Your task –
Note how many lines in these entries contain "fetched", and reply with that number alone.

[Start of Attachment]

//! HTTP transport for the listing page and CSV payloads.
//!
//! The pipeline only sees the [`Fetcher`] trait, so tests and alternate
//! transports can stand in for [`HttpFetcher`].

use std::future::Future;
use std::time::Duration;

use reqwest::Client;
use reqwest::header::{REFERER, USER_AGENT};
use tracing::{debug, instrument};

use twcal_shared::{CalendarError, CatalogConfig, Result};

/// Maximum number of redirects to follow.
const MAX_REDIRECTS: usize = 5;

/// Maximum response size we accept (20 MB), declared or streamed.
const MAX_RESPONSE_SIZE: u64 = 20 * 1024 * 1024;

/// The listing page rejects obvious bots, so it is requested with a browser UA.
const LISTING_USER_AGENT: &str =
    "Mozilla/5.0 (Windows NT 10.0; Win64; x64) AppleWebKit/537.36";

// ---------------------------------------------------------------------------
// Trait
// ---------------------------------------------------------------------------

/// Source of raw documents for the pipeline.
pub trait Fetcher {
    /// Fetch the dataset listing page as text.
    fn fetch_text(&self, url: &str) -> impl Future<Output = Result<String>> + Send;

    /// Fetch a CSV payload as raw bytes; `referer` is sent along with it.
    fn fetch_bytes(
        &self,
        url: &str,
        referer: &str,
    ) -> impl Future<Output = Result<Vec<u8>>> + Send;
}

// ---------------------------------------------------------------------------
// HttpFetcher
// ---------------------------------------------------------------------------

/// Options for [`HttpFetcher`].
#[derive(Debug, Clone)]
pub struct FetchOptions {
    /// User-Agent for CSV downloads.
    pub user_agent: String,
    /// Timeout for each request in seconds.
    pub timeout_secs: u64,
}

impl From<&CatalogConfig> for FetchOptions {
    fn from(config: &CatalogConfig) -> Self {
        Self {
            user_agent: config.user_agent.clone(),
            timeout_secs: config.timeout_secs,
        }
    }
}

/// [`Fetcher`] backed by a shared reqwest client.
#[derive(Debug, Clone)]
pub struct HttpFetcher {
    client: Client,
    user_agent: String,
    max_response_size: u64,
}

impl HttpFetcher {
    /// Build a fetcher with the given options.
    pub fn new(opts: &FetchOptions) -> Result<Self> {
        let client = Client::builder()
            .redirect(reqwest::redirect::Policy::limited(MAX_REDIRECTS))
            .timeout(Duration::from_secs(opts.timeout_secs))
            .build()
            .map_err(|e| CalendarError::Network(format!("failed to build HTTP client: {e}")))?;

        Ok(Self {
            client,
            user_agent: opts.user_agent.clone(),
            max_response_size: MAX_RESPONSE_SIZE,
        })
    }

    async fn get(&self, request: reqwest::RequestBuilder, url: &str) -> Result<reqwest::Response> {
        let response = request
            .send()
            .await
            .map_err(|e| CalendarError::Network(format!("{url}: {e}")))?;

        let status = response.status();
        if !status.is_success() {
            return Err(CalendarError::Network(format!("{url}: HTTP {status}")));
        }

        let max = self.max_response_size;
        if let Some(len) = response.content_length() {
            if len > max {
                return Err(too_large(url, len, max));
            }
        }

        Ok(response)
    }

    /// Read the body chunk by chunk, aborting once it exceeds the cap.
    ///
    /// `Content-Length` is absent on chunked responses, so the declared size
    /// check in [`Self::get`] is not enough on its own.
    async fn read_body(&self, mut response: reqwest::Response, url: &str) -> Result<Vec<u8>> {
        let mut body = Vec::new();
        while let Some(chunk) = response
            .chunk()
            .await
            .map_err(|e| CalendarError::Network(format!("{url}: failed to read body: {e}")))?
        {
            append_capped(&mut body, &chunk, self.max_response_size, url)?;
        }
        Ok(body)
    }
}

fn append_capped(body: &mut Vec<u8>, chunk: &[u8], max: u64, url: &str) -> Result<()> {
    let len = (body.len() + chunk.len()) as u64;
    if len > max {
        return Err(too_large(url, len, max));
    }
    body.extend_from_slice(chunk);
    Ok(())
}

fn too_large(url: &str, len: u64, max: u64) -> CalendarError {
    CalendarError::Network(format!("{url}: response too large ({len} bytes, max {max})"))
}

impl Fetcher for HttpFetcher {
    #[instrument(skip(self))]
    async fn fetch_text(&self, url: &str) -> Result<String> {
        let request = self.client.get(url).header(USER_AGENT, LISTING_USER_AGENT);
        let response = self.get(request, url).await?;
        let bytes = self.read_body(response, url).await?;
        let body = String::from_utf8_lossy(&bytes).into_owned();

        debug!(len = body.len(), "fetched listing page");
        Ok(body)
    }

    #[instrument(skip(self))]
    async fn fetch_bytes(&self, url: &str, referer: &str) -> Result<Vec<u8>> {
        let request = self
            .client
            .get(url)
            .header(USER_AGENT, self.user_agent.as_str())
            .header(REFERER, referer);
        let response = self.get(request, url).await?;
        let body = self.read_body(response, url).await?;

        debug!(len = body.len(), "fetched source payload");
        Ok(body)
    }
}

[End of Attachment]

Solution to the exercise –
2